Tretinoin or all-trans retinoic acid is used in the treatment of acne vulgaris and photo-aging. This work aims to develop tretinoin-loaded nanofibers as a potential anti-acne patch and to investigate its physicochemical characteristics.


Nanofibers were produced via electrospinning method and surface topography was evaluated by Field Emission Scanning Electron Microscopy (FESEM). The functional groups of polymer and the drug molecule and the possible interactions were studied by Fourier Transform Infrared Spectroscopy (FTIR). Drug release studies were carried out by total immersion method at 25 °C and 32 °C. Tretinoin stability was evaluated at room temperature and fridge for 45 days. The possibility of synergistic antibacterial activity of tretinoin and erythromycin combination was investigated on Staphylococcus aureus (ATCC® 25923™) and (ATCC® 29213™) by Kirby Bauer disc diffusion method.


Uniform fibers without drug crystals were fabricated via electrospinning. Drug-loaded nanofibers show inherent stability under various storage conditions. Electrospun nanofibers showed a prolonged release of tretinoin. The stability of formulations in FT was higher than RT. Disc diffusion tests did not show any synergism in the antibacterial activity of erythromycin when used in combination with tretinoin.


It can be anticipated that the easy fabrication, low costs and dosing frequency of the construct reported here provide a platform that can be adapted for on-demand delivery of tretinoin.

Graphical abstract


Electrospinning is widely employed for the fabrication of high-quality nanofiber at low production cost. Nanofibers wound dressings can mimic extracellular matrix and minimize scar formation. Other application that can benefit from the favorable properties of nanofibers includes separation of contaminants from water and molecule filtration offered by the high efficiency and low resistance structure. Various hydrophilic and hydrophobic drug molecules can be incorporated in nanofibers.
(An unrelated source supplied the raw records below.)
#[cfg(test)]
mod tests {
    use super::*;

    fn content_grid(body: &str, options: &OdsReadOptions) -> Grid {
        let xml = format!(
            r#"<?xml version="1.0" encoding="UTF-8"?>
<office:document-content xmlns:office="o" xmlns:table="t" xmlns:text="x"><office:body><office:spreadsheet>{body}</office:spreadsheet></office:body></office:document-content>"#
        );
        parse_content(&xml, options).unwrap()
    }

    fn roundtrip(grid: &[Row]) -> Grid {
        let bytes = write(grid, &OdsWriteOptions::default()).unwrap();
        read(Input::Bytes(&bytes), &OdsReadOptions::default()).unwrap()
    }

    fn strings(row: &[&str]) -> Row {
        row.iter().map(|s| CellValue::from(*s)).collect()
    }

    #[test]
    fn test_roundtrip_is_textual() {
        let grid = vec![
            vec![CellValue::from("name"), CellValue::from("qty")],
            vec![CellValue::from("bolt"), CellValue::Int(12), CellValue::Float(0.5)],
        ];
        assert_eq!(
            roundtrip(&grid),
            vec![strings(&["name", "qty"]), strings(&["bolt", "12", "0.5"])]
        );
    }

    #[test]
    fn test_trailing_nulls_are_trimmed() {
        let grid = vec![vec![
            CellValue::from("x"),
            CellValue::from("y"),
            CellValue::Null,
            CellValue::Null,
        ]];
        assert_eq!(roundtrip(&grid), vec![strings(&["x", "y"])]);
    }

    #[test]
    fn test_all_null_row_is_empty() {
        let grid = vec![
            vec![CellValue::Null, CellValue::Null],
            vec![CellValue::from("after")],
        ];
        assert_eq!(roundtrip(&grid), vec![vec![], strings(&["after"])]);

        let last = vec![vec![CellValue::from("a")], vec![CellValue::Null]];
        assert_eq!(roundtrip(&last), vec![strings(&["a"]), vec![]]);
    }

    #[test]
    fn test_interior_nulls_are_kept() {
        let grid = vec![vec![CellValue::Null, CellValue::from("b"), CellValue::Null, CellValue::from("d")]];
        assert_eq!(roundtrip(&grid), grid);
    }

    #[test]
    fn test_whitespace_survives() {
        let grid = vec![vec![
            CellValue::from("  two leading"),
            CellValue::from("a   b"),
            CellValue::from("tab\there"),
            CellValue::from("line\nbreak"),
            CellValue::from("<&\"'>"),
        ]];
        assert_eq!(roundtrip(&grid), grid);
    }

    #[test]
    fn test_formula_cells_have_no_paragraph() {
        let grid = vec![vec![CellValue::from("a"), CellValue::formula("of:=[.A1]")]];
        let bytes = write(&grid, &OdsWriteOptions::default()).unwrap();

        let mut archive = ZipArchive::new(Cursor::new(bytes.clone())).unwrap();
        let mut content = String::new();
        archive
            .by_name("content.xml")
            .unwrap()
            .read_to_string(&mut content)
            .unwrap();
        assert!(content.contains(r#"table:formula="of:=[.A1]""#));

        let restored = read(Input::Bytes(&bytes), &OdsReadOptions::default()).unwrap();
        assert_eq!(restored, vec![strings(&["a"])]);
    }

    #[test]
    fn test_package_layout() {
        let bytes = write(&[vec![CellValue::from("x")]], &OdsWriteOptions::default()).unwrap();
        let mut archive = ZipArchive::new(Cursor::new(bytes)).unwrap();

        let first = archive.by_index(0).unwrap();
        assert_eq!(first.name(), "mimetype");
        assert_eq!(first.compression(), CompressionMethod::Stored);
        drop(first);

        let mut styles = String::new();
        archive
            .by_name("styles.xml")
            .unwrap()
            .read_to_string(&mut styles)
            .unwrap();
        assert!(styles.contains(r#"style:display-name="Table Contents""#));
        assert!(archive.by_name("META-INF/manifest.xml").is_ok());
    }

    #[test]
    fn test_repeats_are_expanded() {
        let grid = content_grid(
            r#"<table:table table:name="S">
<table:table-row table:number-rows-repeated="2"><table:table-cell table:number-columns-repeated="2"><text:p>r</text:p></table:table-cell><table:table-cell table:number-columns-repeated="1020"/></table:table-row>
<table:table-row table:number-rows-repeated="1048574"><table:table-cell table:number-columns-repeated="1024"/></table:table-row>
</table:table>"#,
            &OdsReadOptions::default(),
        );
        assert_eq!(grid, vec![strings(&["r", "r"]), strings(&["r", "r"])]);
    }

    #[test]
    fn test_repeated_empty_rows_between_data_are_kept() {
        let grid = content_grid(
            r#"<table:table table:name="S">
<table:table-row><table:table-cell><text:p>a</text:p></table:table-cell></table:table-row>
<table:table-row table:number-rows-repeated="2"><table:table-cell/></table:table-row>
<table:table-row><table:covered-table-cell/><table:table-cell><text:p>b</text:p></table:table-cell></table:table-row>
</table:table>"#,
            &OdsReadOptions::default(),
        );
        assert_eq!(
            grid,
            vec![
                strings(&["a"]),
                vec![],
                vec![],
                vec![CellValue::Null, CellValue::from("b")]
            ]
        );
    }

    #[test]
    fn test_first_paragraph_only() {
        let grid = content_grid(
            r#"<table:table table:name="S"><table:table-row><table:table-cell>
<office:annotation><text:p>note</text:p></office:annotation>
<text:p>one<text:s text:c="2"/><text:span>span</text:span></text:p><text:p>two</text:p>
</table:table-cell><table:table-cell><text:p/></table:table-cell><table:table-cell><text:p>z</text:p></table:table-cell></table:table-row></table:table>"#,
            &OdsReadOptions::default(),
        );
        assert_eq!(grid, vec![strings(&["one  span", "", "z"])]);
    }

    #[test]
    fn test_only_first_table() {
        let grid = content_grid(
            r#"<table:table table:name="A"><table:table-row><table:table-cell><text:p>1</text:p></table:table-cell></table:table-row></table:table>
<table:table table:name="B"><table:table-row><table:table-cell><text:p>2</text:p></table:table-cell></table:table-row></table:table>"#,
            &OdsReadOptions::default(),
        );
        assert_eq!(grid, vec![strings(&["1"])]);
    }

    #[test]
    fn test_typed_values() {
        let body = r#"<table:table table:name="S"><table:table-row>
<table:table-cell office:value-type="float" office:value="3"><text:p>3.00</text:p></table:table-cell>
<table:table-cell office:value-type="percentage" office:value="0.25"><text:p>25%</text:p></table:table-cell>
<table:table-cell office:value-type="boolean" office:boolean-value="true"><text:p>TRUE</text:p></table:table-cell>
<table:table-cell office:value-type="string"><text:p>s</text:p></table:table-cell>
</table:table-row></table:table>"#;

        let plain = content_grid(body, &OdsReadOptions::default());
        assert_eq!(plain, vec![strings(&["3.00", "25%", "TRUE", "s"])]);

        let typed = content_grid(body, &OdsReadOptions::default().with_typed_values(true));
        assert_eq!(
            typed,
            vec![vec![
                CellValue::Int(3),
                CellValue::Float(0.25),
                CellValue::Int(1),
                CellValue::from("s")
            ]]
        );
    }

    #[test]
    fn test_attribute_entities_are_resolved() {
        let grid = content_grid(
            r#"<table:table table:name="S"><table:table-row>
<table:table-cell office:value-type="boolean" office:boolean-value="tru&#101;"><text:p>x</text:p></table:table-cell>
<table:table-cell table:number-columns-repeated="&#50;"><text:p>r</text:p></table:table-cell>
</table:table-row></table:table>"#,
            &OdsReadOptions::default().with_typed_values(true),
        );
        assert_eq!(
            grid,
            vec![vec![CellValue::Int(1), CellValue::from("r"), CellValue::from("r")]]
        );
    }

    #[test]
    fn test_oversized_repeat_counts_are_rejected() {
        let huge_empty = format!(
            r#"<office:document-content><table:table table:name="S"><table:table-row>
<table:table-cell table:number-columns-repeated="{}"/><table:table-cell table:number-columns-repeated="2"/>
</table:table-row></table:table></office:document-content>"#,
            usize::MAX
        );
        let err = parse_content(&huge_empty, &OdsReadOptions::default()).unwrap_err();
        assert!(matches!(err, SheetError::Ods(_)));

        let huge_rows = r#"<table:table table:name="S">
<table:table-row table:number-rows-repeated="99999999999"><table:table-cell><text:p>x</text:p></table:table-cell></table:table-row>
</table:table>"#;
        let err = parse_content(huge_rows, &OdsReadOptions::default()).unwrap_err();
        assert!(matches!(err, SheetError::Ods(_)));
    }

    #[test]
    fn test_repeated_values_past_sheet_width_are_rejected() {
        let xml = r#"<table:table table:name="S"><table:table-row>
<table:table-cell table:number-columns-repeated="16000"/>
<table:table-cell table:number-columns-repeated="1000"><text:p>v</text:p></table:table-cell>
</table:table-row></table:table>"#;
        let err = parse_content(xml, &OdsReadOptions::default()).unwrap_err();
        assert!(matches!(err, SheetError::Ods(_)));
    }

    #[test]
    fn test_no_table_is_empty() {
        assert!(content_grid("", &OdsReadOptions::default()).is_empty());
    }

    #[test]
    fn test_missing_content() {
        let mut zip = ZipWriter::new(Cursor::new(Vec::new()));
        zip.start_file("mimetype", SimpleFileOptions::default()).unwrap();
        zip.write_all(MIMETYPE.as_bytes()).unwrap();
        let bytes = zip.finish().unwrap().into_inner();

        let err = read(Input::Bytes(&bytes), &OdsReadOptions::default()).unwrap_err();
        assert!(matches!(err, SheetError::Ods(_)));
    }

    #[test]
    fn test_not_a_zip() {
        let err = read(Input::Bytes(b"plain text"), &OdsReadOptions::default()).unwrap_err();
        assert!(matches!(err, SheetError::Zip(_)));
    }
}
The selection of a specific polymer with a known molecular weight can help in the design of a rapid, sustained or pulsatile drug delivery system [1, 2].
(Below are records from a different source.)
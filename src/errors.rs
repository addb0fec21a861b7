//! Errors
//!
//! Custom error types used throughout the `calibration-helpers` crate.
use thiserror::Error;

/// Errors that can occur while fitting or applying a calibration model.
#[derive(Debug, Error)]
pub enum CalibrationError {
    /// Unrecognized configuration value.
    /// First value is what was passed, second is the field, third lists the accepted values.
    #[error("Invalid value {0} passed for {1}, expected one of {2}.")]
    InvalidConfiguration(String, String, String),
    /// First value is the name of the parameter, second is expected, third is what was passed.
    #[error("Invalid parameter value passed for {0}, expected {1} but {2} provided.")]
    InvalidParameter(String, String, String),
    /// A model was used before it was fit.
    #[error("{0} must be fit before calling {1}.")]
    UnfittedModel(String, String),
    /// Inputs of different lengths, or an empty input.
    #[error("Expected two non-empty inputs of equal length, got lengths {0} and {1}.")]
    DimensionMismatch(usize, usize),
    /// NaN or infinite value found in training data.
    #[error("Non-finite value found in {0}.")]
    NonFiniteValue(String),
    /// A supervised model was fit without targets.
    #[error("{0} requires target values to fit.")]
    MissingTarget(String),
    /// The smoothing solver hit its iteration limit.
    #[error("Monotone smoothing did not converge within {0} iterations.")]
    NotConverged(usize),
    /// Unable to write model.
    #[error("Unable to write model: {0}")]
    UnableToWrite(String),
    /// Unable to read model.
    #[error("Unable to read model: {0}")]
    UnableToRead(String),
}
/// Parameters of a [`QuantileCalibrator`]. Never changed by fitting.
#[derive(Serialize, Deserialize, Clone, Debug, PartialEq)]
pub struct CalibratorConfig {
    /// Number of buckets, at least one.
    #[serde(default = "default_quantiles")]
    pub quantiles: usize,
    /// Regularize bucket values with an isotonic fit.
    #[serde(default = "default_true")]
    pub isotonic_fit: bool,
    /// Additionally apply third difference smoothing to the isotonic fit.
    #[serde(default = "default_true")]
    pub do_smoothing: bool,
    /// Weight of the third difference penalty.
    #[serde(default = "default_isotonic_lambda")]
    pub isotonic_lambda: f64,
    /// How bucket edges are placed.
    #[serde(default)]
    pub method: BinningMethod,
    /// Iteration limit of the smoothing solver.
    #[serde(default = "default_max_iter")]
    pub max_iter: usize,
    /// Convergence tolerance of the smoothing solver.
    #[serde(default = "default_tolerance")]
    pub tolerance: f64,
}

impl Default for CalibratorConfig {
    fn default() -> Self {
        CalibratorConfig {
            quantiles: default_quantiles(),
            isotonic_fit: true,
            do_smoothing: true,
            isotonic_lambda: default_isotonic_lambda(),
            method: BinningMethod::default(),
            max_iter: default_max_iter(),
            tolerance: default_tolerance(),
        }
    }
}

impl CalibratorConfig {
    /// Check parameter ranges.
    pub fn validate(&self) -> Result<(), CalibrationError> {
        if self.quantiles == 0 {
            return Err(CalibrationError::InvalidParameter(
                "quantiles".to_string(),
                "at least 1".to_string(),
                self.quantiles.to_string(),
            ));
        }
        if !(self.isotonic_lambda.is_finite() && self.isotonic_lambda >= 0.0) {
            return Err(CalibrationError::InvalidParameter(
                "isotonic_lambda".to_string(),
                "a finite non-negative value".to_string(),
                self.isotonic_lambda.to_string(),
            ));
        }
        if !(self.tolerance.is_finite() && self.tolerance >= 0.0) {
            return Err(CalibrationError::InvalidParameter(
                "tolerance".to_string(),
                "a finite non-negative value".to_string(),
                self.tolerance.to_string(),
            ));
        }
        Ok(())
    }
}

impl ModelIO for CalibratorConfig {}

/// Calibrates a predicted score with respect to quantiles of that score.
///
/// Acts both as a [`Transformer`] and as a single feature [`Regressor`];
/// `predict` and `transform` return the same values.
#[derive(Serialize, Deserialize, Clone, Debug, Default)]
pub struct QuantileCalibrator {
    /// Calibration parameters.
    pub cfg: CalibratorConfig,
    lookup_table: Option<LookupTable>,
}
Polycaprolactone (PCL) is a biodegradable and biocompatible synthetic hydrophobic polymer with a semi-crystalline structure. It has been approved by the US Food and Drug Administration (FDA) and is being widely used in the design of various drug delivery systems [3, 4].

Tretinoin or all-trans retinoic acid is used topically as a cream, lotion or gel for the treatment of acne. The topical application of this molecule enhances collagen and hyaluronic acid production and is used as an anti-aging regimen. Oral administration of this drug is employed in the treatment of acute promyelocytic leukemia. However it has poor aqueous solubility, high chemical instability and it is prone to photodegradation, thermal degradation and oxidation. Tretinoin-loaded lipid-core nanocapsules have shown great enhancement in antitumoral activities as compared to the pure drug. Nanosuspensions enhance drug photostability, and chitosan solid-lipid nanoparticles improve topical delivery of tretinoin [5,6,7,8,9].
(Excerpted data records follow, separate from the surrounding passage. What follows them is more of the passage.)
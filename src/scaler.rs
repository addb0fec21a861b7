//! Quantile Scaler
//!
//! Monotone transformation of a feature onto buckets of equal population.
//! Each value is replaced by the quantile fraction at the lower edge of its
//! bucket, so the output lies in `[0, 1)`.
use log::warn;
use serde::{Deserialize, Serialize};

use crate::constants::{DEFAULT_QUANTILES, SIGNIFICANT_DIGITS};
use crate::errors::CalibrationError;
use crate::lookup::LookupTable;
use crate::pipeline::{Estimator, ModelIO, Transformer};
use crate::utils::{check_finite, n_unique, quantile_linear, round_to_significant, sorted_copy};

#[derive(Serialize, Deserialize, Clone, Debug, PartialEq)]
struct ScalerState {
    /// Quantile count actually used, capped by the number of distinct values.
    n_quantiles: usize,
    lookup_table: LookupTable,
}

/// Maps a feature to the quantile bucket it falls in.
#[derive(Serialize, Deserialize, Clone, Debug)]
pub struct QuantileScaler {
    /// Requested number of quantile buckets.
    pub n_quantiles: usize,
    state: Option<ScalerState>,
}

impl Default for QuantileScaler {
    fn default() -> Self {
        QuantileScaler::new(DEFAULT_QUANTILES)
    }
}

impl QuantileScaler {
    pub fn new(n_quantiles: usize) -> Self {
        QuantileScaler {
            n_quantiles,
            state: None,
        }
    }

    /// Quantile count used by the fit, `None` before fit.
    pub fn effective_quantiles(&self) -> Option<usize> {
        self.state.as_ref().map(|s| s.n_quantiles)
    }

    /// The fitted lookup table, `None` before fit.
    pub fn lookup_table(&self) -> Option<&LookupTable> {
        self.state.as_ref().map(|s| &s.lookup_table)
    }
}

/// Build the quantile lookup table of `x` with `n_quantiles` buckets.
///
/// Values are rounded to a fixed number of significant digits first, so
/// float noise does not create spurious edges. The first and last quantiles
/// stand in for negative and positive infinity. `x` must be non-empty and
/// `n_quantiles` at least one, as checked by [`QuantileScaler`]'s fit.
pub(crate) fn quantile_lookup_table(x: &[f64], n_quantiles: usize) -> LookupTable {
    let rounded: Vec<f64> = x.iter().map(|&v| round_to_significant(v, SIGNIFICANT_DIGITS)).collect();
    let sorted = sorted_copy(&rounded);

    // (edge, fraction) pairs, keeping the lowest fraction of a repeated edge.
    let mut cuts: Vec<(f64, f64)> = Vec::with_capacity(n_quantiles + 1);
    for j in 0..=n_quantiles {
        let q = j as f64 / n_quantiles as f64;
        let edge = quantile_linear(&sorted, q);
        if cuts.last().map_or(true, |&(last, _)| last != edge) {
            cuts.push((edge, q));
        }
    }

    if cuts.len() == 1 {
        let edge = cuts[0].0;
        return LookupTable::new(vec![edge, edge], vec![0.0]);
    }
    let edges = cuts.iter().map(|&(e, _)| e).collect();
    let values = cuts[..cuts.len() - 1].iter().map(|&(_, q)| q).collect();
    LookupTable::new(edges, values)
}

impl Estimator for QuantileScaler {
    type Input = [f64];

    /// Fit the scaler. Targets are ignored.
    fn fit(&mut self, x: &[f64], _y: Option<&[f64]>) -> Result<&mut Self, CalibrationError> {
        self.state = None;
        if x.is_empty() {
            return Err(CalibrationError::DimensionMismatch(0, 0));
        }
        if self.n_quantiles == 0 {
            return Err(CalibrationError::InvalidParameter(
                "n_quantiles".to_string(),
                "at least 1".to_string(),
                "0".to_string(),
            ));
        }
        check_finite(x, "scaler input")?;

        let distinct = n_unique(x);
        let n_quantiles = if self.n_quantiles > distinct {
            warn!(
                "Requested {} quantiles but only {} distinct values were seen, using {}.",
                self.n_quantiles, distinct, distinct
            );
            distinct
        } else {
            self.n_quantiles
        };

        self.state = Some(ScalerState {
            n_quantiles,
            lookup_table: quantile_lookup_table(x, n_quantiles),
        });
        Ok(self)
    }
}

impl Transformer for QuantileScaler {
    fn transform(&self, x: &[f64]) -> Result<Vec<f64>, CalibrationError> {
        let state = self
            .state
            .as_ref()
            .ok_or_else(|| CalibrationError::UnfittedModel("QuantileScaler".to_string(), "transform".to_string()))?;
        Ok(state.lookup_table.map(x, false))
    }
}

impl ModelIO for QuantileScaler {}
Tretinoin and erythromycin combination is effective in the treatment of acne. Tretinoin enhances erythromycin skin penetration and increases its efficiency and antibacterial activity by reducing cellular adhesion. This leads to drainage of excess sebum and creates an aerobic condition that may hinder the growth of anaerobic bacteria including Propionibacterium acnes [10, 11].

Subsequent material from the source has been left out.